Chapter 2: Zero Knowledge Proof Basics

Zero Knowledge Proof

A zero knowledge proof lets one party (i.e., a prover), who claims to know a secret, convince another party (i.e., a verifier) that the claim is valid, whilst not revealing the secret.

Where’s Waldo?

Finding Waldo is a game where you have to find Waldo among a sea of people that look like him.

Peggy (the prover) tells Victor (the verifier) that she knows where Waldo is in a scene but she doesn’t want to show him where exactly he is. Peggy finds a large piece of cardboard and cuts a Waldo shaped hole right in the middle.
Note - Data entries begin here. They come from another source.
use crate::app::input::helpers::cycle_index;
use crate::app::state::{App, HomeEntry};
use crossterm::event::KeyCode;

pub async fn handle_home_input(app: &mut App, key: KeyCode) {
    match key {
        KeyCode::Up => app.home_index = cycle_index(app.home_index, HomeEntry::ALL.len(), false),
        KeyCode::Down => app.home_index = cycle_index(app.home_index, HomeEntry::ALL.len(), true),
        KeyCode::Char('1') => app.open_model_selection(),
        KeyCode::Char('2') => app.open_road_dashboard(),
        KeyCode::Enter => match HomeEntry::ALL.get(app.home_index) {
            Some(HomeEntry::ExpertModels) => app.open_model_selection(),
            Some(HomeEntry::RoadPredictions) => app.open_road_dashboard(),
            Some(HomeEntry::Quit) => app.running = false,
            None => {}
        },
        KeyCode::Char('e') => {
            // Straight to the last chosen model
            if let Err(e) = app.open_expert_dashboard().await {
                log::error!("Could not open the expert dashboard: {e}");
                app.status_message = format!("Could not open the expert dashboard: {e}");
            }
        }
        _ => {}
    }
}
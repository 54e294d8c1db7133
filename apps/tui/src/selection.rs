use crate::domain::{LatLng, LocalEvent, PredictionTime};
use crate::variant::{RequiredField, Variant};
use chrono::NaiveDate;
use serde::Serialize;
use thiserror::Error;

/// Reasons a submit is refused before any request goes out.
#[derive(Debug, Clone, Copy, PartialEq, Eq, Error)]
pub enum ValidationError {
    #[error("Please select a location on the map first!")]
    MissingLocation,
    #[error("Please select a date first!")]
    MissingDate,
    #[error("Please select a road on the map first!")]
    MissingRoad,
}

/// A single overwrite of one selection field.
#[derive(Debug, Clone, Copy, PartialEq)]
pub enum SelectionField {
    Coordinates(LatLng),
    PredictionTime(PredictionTime),
    Event(LocalEvent),
    SelectedDate(Option<NaiveDate>),
}

/// The user's choices on the expert dashboard.
///
/// `model` is fixed at construction. The remaining fields are written by
/// exactly one control each: the map handler owns `coordinates`, the time
/// buttons own `prediction_time`, the event selector owns `event` and the
/// date picker owns `selected_date`.
#[derive(Debug, Clone, PartialEq)]
pub struct SelectionState {
    model: Variant,
    coordinates: Option<LatLng>,
    prediction_time: PredictionTime,
    event: Option<LocalEvent>,
    selected_date: Option<NaiveDate>,
}

impl SelectionState {
    pub fn new(model: Variant) -> Self {
        let event = model
            .profile()
            .layout
            .event_selector
            .then_some(LocalEvent::None);

        Self {
            model,
            coordinates: None,
            prediction_time: PredictionTime::NextHour,
            event,
            selected_date: None,
        }
    }

    pub const fn model(&self) -> Variant {
        self.model
    }

    pub const fn coordinates(&self) -> Option<LatLng> {
        self.coordinates
    }

    pub const fn prediction_time(&self) -> PredictionTime {
        self.prediction_time
    }

    pub const fn event(&self) -> Option<LocalEvent> {
        self.event
    }

    pub const fn selected_date(&self) -> Option<NaiveDate> {
        self.selected_date
    }

    pub fn set_field(&mut self, field: SelectionField) {
        match field {
            SelectionField::Coordinates(point) => self.coordinates = Some(point),
            SelectionField::PredictionTime(time) => self.prediction_time = time,
            SelectionField::Event(event) => self.event = Some(event),
            SelectionField::SelectedDate(date) => self.selected_date = date,
        }
    }

    pub fn validate_for_submit(&self) -> Result<(), ValidationError> {
        if self.coordinates.is_none() {
            return Err(ValidationError::MissingLocation);
        }
        if self.model.requires(RequiredField::SelectedDate) && self.selected_date.is_none() {
            return Err(ValidationError::MissingDate);
        }
        Ok(())
    }

    /// Validates and builds the body for `POST /api/expert-predict`.
    ///
    /// Only the keys the variant's controls expose are included.
    pub fn to_request(&self) -> Result<ExpertRequest, ValidationError> {
        self.validate_for_submit()?;
        let coordinates = self.coordinates.ok_or(ValidationError::MissingLocation)?;
        let layout = self.model.profile().layout;

        Ok(ExpertRequest {
            model: self.model,
            coordinates,
            prediction_time: layout.has_time().then_some(self.prediction_time),
            event: if layout.event_selector { self.event } else { None },
            selected_date: if layout.date_picker {
                self.selected_date
                    .map(|date| date.format("%Y-%m-%d").to_string())
            } else {
                None
            },
        })
    }
}

#[derive(Debug, Clone, PartialEq, Serialize)]
#[serde(rename_all = "camelCase")]
pub struct ExpertRequest {
    pub model: Variant,
    pub coordinates: LatLng,
    #[serde(skip_serializing_if = "Option::is_none")]
    pub prediction_time: Option<PredictionTime>,
    #[serde(skip_serializing_if = "Option::is_none")]
    pub event: Option<LocalEvent>,
    #[serde(skip_serializing_if = "Option::is_none")]
    pub selected_date: Option<String>,
}

/// Parses the date picker's text, accepting only `YYYY-MM-DD`.
pub fn parse_picker_date(value: &str) -> Option<NaiveDate> {
    NaiveDate::parse_from_str(value.trim(), "%Y-%m-%d").ok()
}

#[cfg(test)]
mod tests {
    use super::*;
    use serde_json::json;

    fn date(value: &str) -> NaiveDate {
        parse_picker_date(value).unwrap_or_default()
    }

    #[test]
    fn every_variant_blocks_without_a_location() {
        for variant in Variant::ALL {
            let state = SelectionState::new(variant);
            assert_eq!(
                state.validate_for_submit(),
                Err(ValidationError::MissingLocation),
                "{variant:?}"
            );
            assert_eq!(
                ValidationError::MissingLocation.to_string(),
                "Please select a location on the map first!"
            );
        }
    }

    #[test]
    fn forecaster_with_location_but_no_date_reports_the_date() {
        let mut state = SelectionState::new(Variant::Lstm);
        state.set_field(SelectionField::Coordinates(LatLng::new(12.9, 77.6)));

        assert_eq!(state.validate_for_submit(), Err(ValidationError::MissingDate));

        state.set_field(SelectionField::SelectedDate(Some(date("2025-03-14"))));
        assert_eq!(state.validate_for_submit(), Ok(()));
    }

    #[test]
    fn forecaster_without_anything_reports_location_first() {
        let state = SelectionState::new(Variant::Lstm);
        assert_eq!(state.validate_for_submit(), Err(ValidationError::MissingLocation));
    }

    #[test]
    fn other_variants_never_require_a_date() {
        for variant in [
            Variant::Xgboost,
            Variant::Catboost,
            Variant::Randomforest,
            Variant::Kmeans,
            Variant::Hybrid,
        ] {
            let mut state = SelectionState::new(variant);
            state.set_field(SelectionField::Coordinates(LatLng::new(12.9, 77.6)));
            assert_eq!(state.validate_for_submit(), Ok(()), "{variant:?}");
        }
    }

    #[test]
    fn coordinates_are_overwritten_not_merged() {
        let mut state = SelectionState::new(Variant::Xgboost);
        state.set_field(SelectionField::Coordinates(LatLng::new(12.90, 77.60)));
        state.set_field(SelectionField::Coordinates(LatLng::new(12.95, 77.55)));

        assert_eq!(state.coordinates(), Some(LatLng::new(12.95, 77.55)));
    }

    #[test]
    fn pattern_request_carries_only_model_and_coordinates() {
        let mut state = SelectionState::new(Variant::Kmeans);
        state.set_field(SelectionField::Coordinates(LatLng::new(12.95, 77.55)));

        let request = state.to_request().unwrap_or_else(|e| panic!("{e}"));
        let body = serde_json::to_value(&request).unwrap_or_default();

        assert_eq!(
            body,
            json!({"model": "kmeans", "coordinates": {"lat": 12.95, "lng": 77.55}})
        );
    }

    #[test]
    fn context_request_includes_time_and_event() {
        let mut state = SelectionState::new(Variant::Catboost);
        state.set_field(SelectionField::Coordinates(LatLng::new(12.9, 77.6)));
        state.set_field(SelectionField::Event(LocalEvent::CricketMatch));

        let body = serde_json::to_value(state.to_request().unwrap_or_else(|e| panic!("{e}")))
            .unwrap_or_default();

        assert_eq!(body["predictionTime"], "Next Hour");
        assert_eq!(body["event"], "Cricket Match");
        assert!(body.get("selectedDate").is_none());
    }

    #[test]
    fn forecast_request_formats_the_date() {
        let mut state = SelectionState::new(Variant::Lstm);
        state.set_field(SelectionField::Coordinates(LatLng::new(12.9, 77.6)));
        state.set_field(SelectionField::SelectedDate(Some(date("2025-03-04"))));

        let body = serde_json::to_value(state.to_request().unwrap_or_else(|e| panic!("{e}")))
            .unwrap_or_default();

        assert_eq!(body["selectedDate"], "2025-03-04");
        assert!(body.get("predictionTime").is_none());
        assert_eq!(body["model"], "lstm");
    }

    #[test]
    fn standard_request_defaults_to_next_hour() {
        let mut state = SelectionState::new(Variant::Hybrid);
        state.set_field(SelectionField::Coordinates(LatLng::new(12.9, 77.6)));
        let request = state.to_request().unwrap_or_else(|e| panic!("{e}"));

        assert_eq!(request.prediction_time, Some(PredictionTime::NextHour));
        assert_eq!(request.event, None);
    }

    #[test]
    fn picker_rejects_malformed_dates() {
        assert!(parse_picker_date("2025-02-30").is_none());
        assert!(parse_picker_date("14/03/2025").is_none());
        assert!(parse_picker_date(" 2025-03-14 ").is_some());
    }
}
She then takes the Where’s Waldo scene (which is on a piece of paper) and tapes it to the back of the cardboard so that Waldo is occupying the Waldo shaped hole in the center. Victor should stand in front of the cardboard while Peggy is taping it up.

When Victor sees Waldo through the hole, he is convinced that Peggy’s claim is valid, while not knowing Waldo’s exact location. That is a zero knowledge proof.

zk-SNARKs on Bitcoin

A zk-SNARK (zero-knowledge Succinct Non-interactive ARguments of Knowledge) is a protocol designed to generate a ZKP for any mathematical function.
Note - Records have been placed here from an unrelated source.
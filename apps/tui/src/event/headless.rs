use color_eyre::eyre::eyre;
use color_eyre::Result;
use std::io::Write;

use crate::api::{PredictionApi, PredictionResult};
use crate::app::actions::AppActions;
use crate::app::display::{adapt, ResultChart, FAILURE_MESSAGE};
use crate::cli::CliArgs;
use crate::domain::LatLng;
use crate::selection::{SelectionField, SelectionState};

/// Runs one expert prediction without a terminal UI.
///
/// Validation and request failures surface as errors carrying the
/// message the dashboard would have shown.
pub async fn run_headless<A: PredictionApi, W: Write>(
    api: &A,
    actions: &mut AppActions,
    args: &CliArgs,
    out: &mut W,
) -> Result<()> {
    let variant = match args.model {
        Some(variant) => {
            actions.remember_model(variant).await?;
            variant
        }
        None => actions.model_choice().await?,
    };
    log::info!("Headless prediction with {}", variant.as_str());

    let state = selection_from_args(variant, args);
    let request = state.to_request().map_err(|e| eyre!("{e}"))?;

    let body = api.expert_predict(&request).await.map_err(|e| {
        log::error!("Prediction request failed: {e}");
        eyre!(FAILURE_MESSAGE)
    })?;
    let result = PredictionResult::decode(variant, body).map_err(|e| {
        log::error!("Prediction response rejected: {e}");
        eyre!(FAILURE_MESSAGE)
    })?;

    if args.json {
        writeln!(out, "{}", serde_json::to_string_pretty(&result)?)?;
        return Ok(());
    }

    let rendered = adapt(variant, &result)?;
    writeln!(out, "{}", variant.profile().title)?;
    writeln!(
        out,
        "{} {}",
        variant.profile().results_heading,
        request.coordinates.label()
    )?;
    for line in &rendered.lines {
        writeln!(out, "  {line}")?;
    }

    if let Some(chart) = &rendered.chart {
        let (title, series) = match chart {
            ResultChart::Forecast(series) => ("Forecast", series),
            ResultChart::FeatureImportance(series) => ("Prediction Factors", series),
            ResultChart::Patterns(series) => ("Pattern Distribution", series),
        };
        writeln!(out, "{title}:")?;
        for (label, value) in series.points() {
            writeln!(out, "  {label}: {value}")?;
        }
    }

    Ok(())
}

/// Fills a selection through the same setters the dashboard controls use.
fn selection_from_args(variant: crate::variant::Variant, args: &CliArgs) -> SelectionState {
    let layout = variant.profile().layout;
    let mut state = SelectionState::new(variant);

    if let (Some(lat), Some(lng)) = (args.lat, args.lng) {
        state.set_field(SelectionField::Coordinates(LatLng::new(lat, lng)));
    }
    if let Some(time) = args.time {
        if layout.time_options.contains(&time) {
            state.set_field(SelectionField::PredictionTime(time));
        } else {
            log::warn!("{} is not offered by {}, ignoring", time.label(), variant.as_str());
        }
    }
    if let Some(event) = args.event.filter(|_| layout.event_selector) {
        state.set_field(SelectionField::Event(event));
    }
    if let Some(date) = args.date.filter(|_| layout.date_picker) {
        state.set_field(SelectionField::SelectedDate(Some(date)));
    }
    state
}
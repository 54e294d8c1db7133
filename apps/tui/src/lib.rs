pub mod api;
pub mod app;
pub mod cli;
pub mod config;
pub mod db;
pub mod domain;
pub mod event;
pub mod map;
pub mod selection;
pub mod terminal;
pub mod ui;
pub mod variant;

pub use domain::{LatLng, LocalEvent, PredictionTime};
pub use variant::Variant;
The generated proof is “succinct” and “non-interactive”: a proof is only a few hundred bytes and can be verified in constant time and within a few milliseconds, without needing to ask additional questions of the prover. Together, these properties make zk-SNARKs especially suitable for blockchains, where on-chain storage and computation can be expensive and senders often go offline after sending a transaction. Anonymous cryptocurrency Zcash and the smart-contract platform Ethereum are among its notable early adopters, among others.
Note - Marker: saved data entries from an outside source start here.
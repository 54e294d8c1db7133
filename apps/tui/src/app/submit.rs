use crate::selection::ValidationError;
use thiserror::Error;

/// Identifies one outgoing request so its reply can be matched.
pub type Ticket = u64;

#[derive(Debug, Clone, Copy, PartialEq, Eq, Error)]
pub enum SubmitBlocked {
    #[error(transparent)]
    Invalid(#[from] ValidationError),
    #[error("A request is already in flight")]
    InFlight,
}

/// The submit button: its label and the one request it may have outstanding.
#[derive(Debug, Clone, PartialEq, Eq)]
pub struct SubmitControl {
    idle_label: &'static str,
    busy_label: &'static str,
    in_flight: Option<Ticket>,
}

impl SubmitControl {
    pub const fn new(idle_label: &'static str, busy_label: &'static str) -> Self {
        Self {
            idle_label,
            busy_label,
            in_flight: None,
        }
    }

    pub const fn label(&self) -> &'static str {
        if self.in_flight.is_some() {
            self.busy_label
        } else {
            self.idle_label
        }
    }

    pub const fn is_busy(&self) -> bool {
        self.in_flight.is_some()
    }

    pub fn begin(&mut self, ticket: Ticket) -> Result<(), SubmitBlocked> {
        if self.in_flight.is_some() {
            return Err(SubmitBlocked::InFlight);
        }
        self.in_flight = Some(ticket);
        Ok(())
    }

    /// Restores the idle label if `ticket` is the outstanding request.
    ///
    /// Returns `false` for replies that no longer belong to this control.
    pub fn finish(&mut self, ticket: Ticket) -> bool {
        if self.in_flight == Some(ticket) {
            self.in_flight = None;
            true
        } else {
            false
        }
    }
}

#[cfg(test)]
mod tests {
    use super::*;

    #[test]
    fn label_follows_the_request() {
        let mut control = SubmitControl::new("Generate Prediction", "Predicting...");
        assert_eq!(control.label(), "Generate Prediction");

        assert_eq!(control.begin(1), Ok(()));
        assert_eq!(control.label(), "Predicting...");
        assert_eq!(control.begin(2), Err(SubmitBlocked::InFlight));

        assert!(!control.finish(2));
        assert!(control.is_busy());
        assert!(control.finish(1));
        assert_eq!(control.label(), "Generate Prediction");
    }
}
use color_eyre::Result;
use sqlx::{migrate::MigrateDatabase, query, sqlite::SqlitePoolOptions, Sqlite, SqlitePool};

/// Creates the preference table if it doesn't exist
pub async fn setup_database(pool: &SqlitePool) -> Result<(), sqlx::Error> {
    query(
        "CREATE TABLE IF NOT EXISTS preferences (
            key TEXT PRIMARY KEY NOT NULL,
            value TEXT NOT NULL,
            updated TEXT NOT NULL DEFAULT CURRENT_TIMESTAMP
        )",
    )
    .execute(pool)
    .await?;

    Ok(())
}

/// Creates a connection pool for the preference store and sets up the schema
pub async fn create_database_pool(database_url: &str) -> Result<SqlitePool> {
    log::debug!("Initializing preference store with URL: {database_url}");

    let db_path = extract_db_path_from_url(database_url)?;
    let db_file = std::path::Path::new(&db_path);

    // If database exists, check if it's readable/writable
    if db_file.exists() {
        std::fs::OpenOptions::new()
            .read(true)
            .write(true)
            .open(db_file)
            .map_err(|e| {
                log::error!("Database file permission error: {e}");
                color_eyre::eyre::eyre!("Database file permission error: {e}")
            })?;
    }

    let db_exists = Sqlite::database_exists(database_url)
        .await
        .map_err(|e| color_eyre::eyre::eyre!("Error checking database: {e}"))?;

    if !db_exists {
        log::info!("Preference store does not exist, creating {db_path}");
        Sqlite::create_database(database_url).await.map_err(|e| {
            log::error!("Failed to create database: {e}");
            color_eyre::eyre::eyre!("Failed to create SQLite database: {e}")
        })?;
    }

    let pool = SqlitePoolOptions::new()
        .max_connections(2)
        .after_connect(|conn, _| {
            Box::pin(async move {
                use sqlx::Executor as _;
                conn.execute("PRAGMA journal_mode = WAL;").await?;
                conn.execute("PRAGMA synchronous = NORMAL;").await?;
                Ok(())
            })
        })
        .connect(database_url)
        .await
        .map_err(|e| {
            log::error!("Failed to connect to database: {e}");
            color_eyre::eyre::eyre!("Failed to connect to SQLite database: {e}")
        })?;

    setup_database(&pool).await.map_err(|e| {
        log::error!("Failed to set up database schema: {e}");
        color_eyre::eyre::eyre!("Failed to set up database schema: {e}")
    })?;

    log::debug!("Preference store ready");
    Ok(pool)
}

/// Helper function to extract the database path from a SQLite URL
fn extract_db_path_from_url(url: &str) -> Result<String> {
    let Some(path_part) = url.strip_prefix("sqlite://") else {
        return Err(color_eyre::eyre::eyre!("Not a valid SQLite URL: {url}"));
    };

    // Unix-like absolute path: sqlite:///path
    if path_part.starts_with('/') {
        return Ok(format!("/{}", path_part.trim_start_matches('/')));
    }

    // Relative path: sqlite://path
    Ok(path_part.to_string())
}

#[cfg(test)]
mod tests {
    use super::*;

    #[test]
    fn extracts_absolute_and_relative_paths() -> Result<()> {
        assert_eq!(
            extract_db_path_from_url("sqlite:///var/lib/dash.db")?,
            "/var/lib/dash.db"
        );
        assert_eq!(extract_db_path_from_url("sqlite://dash.db")?, "dash.db");
        assert!(extract_db_path_from_url("postgres://dash").is_err());
        Ok(())
    }
}
mod settings;

pub use settings::{init_app_config, AppConfig, DEFAULT_API_URL};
A zk-SNARK consists of the following three algorithms:

  1. Key Generation
  2. Prover
  3. Verifier

1. Key Generation

A key generator G takes a secret parameter λ and a function C, and produces a proving key pk and a verification key vk. Both keys are made public.

C is a boolean function (also called a program or circuit) that takes two inputs: a public input x and a private input w (aka, witness). For example, C can be a function that checks if w is the sha256 preimage of the digest x.

C(x, w) = sha256(w) == x

2. Prover

The prover P takes as input the proving key pk, a public input x and a private witness w to produce a proof that the prover knows a witness w that makes C(x, w) evaluates to true.

3. Verifier

The verifier V takes verification key vk, the proof, and the public input x and accepts the proof only if it is produced with the knowledge of witness w.

Implementation

When zk-SNARKs are used in blockchains, both the key and proof generation are executed off-chain. Only the general verification algorithm is run inside a smart contract on chain.

We implement the most widely used scheme Groth16 due to its small proof size and fast verification. And we also implement PLONK, which does not requires a new trusted setup for each circuit.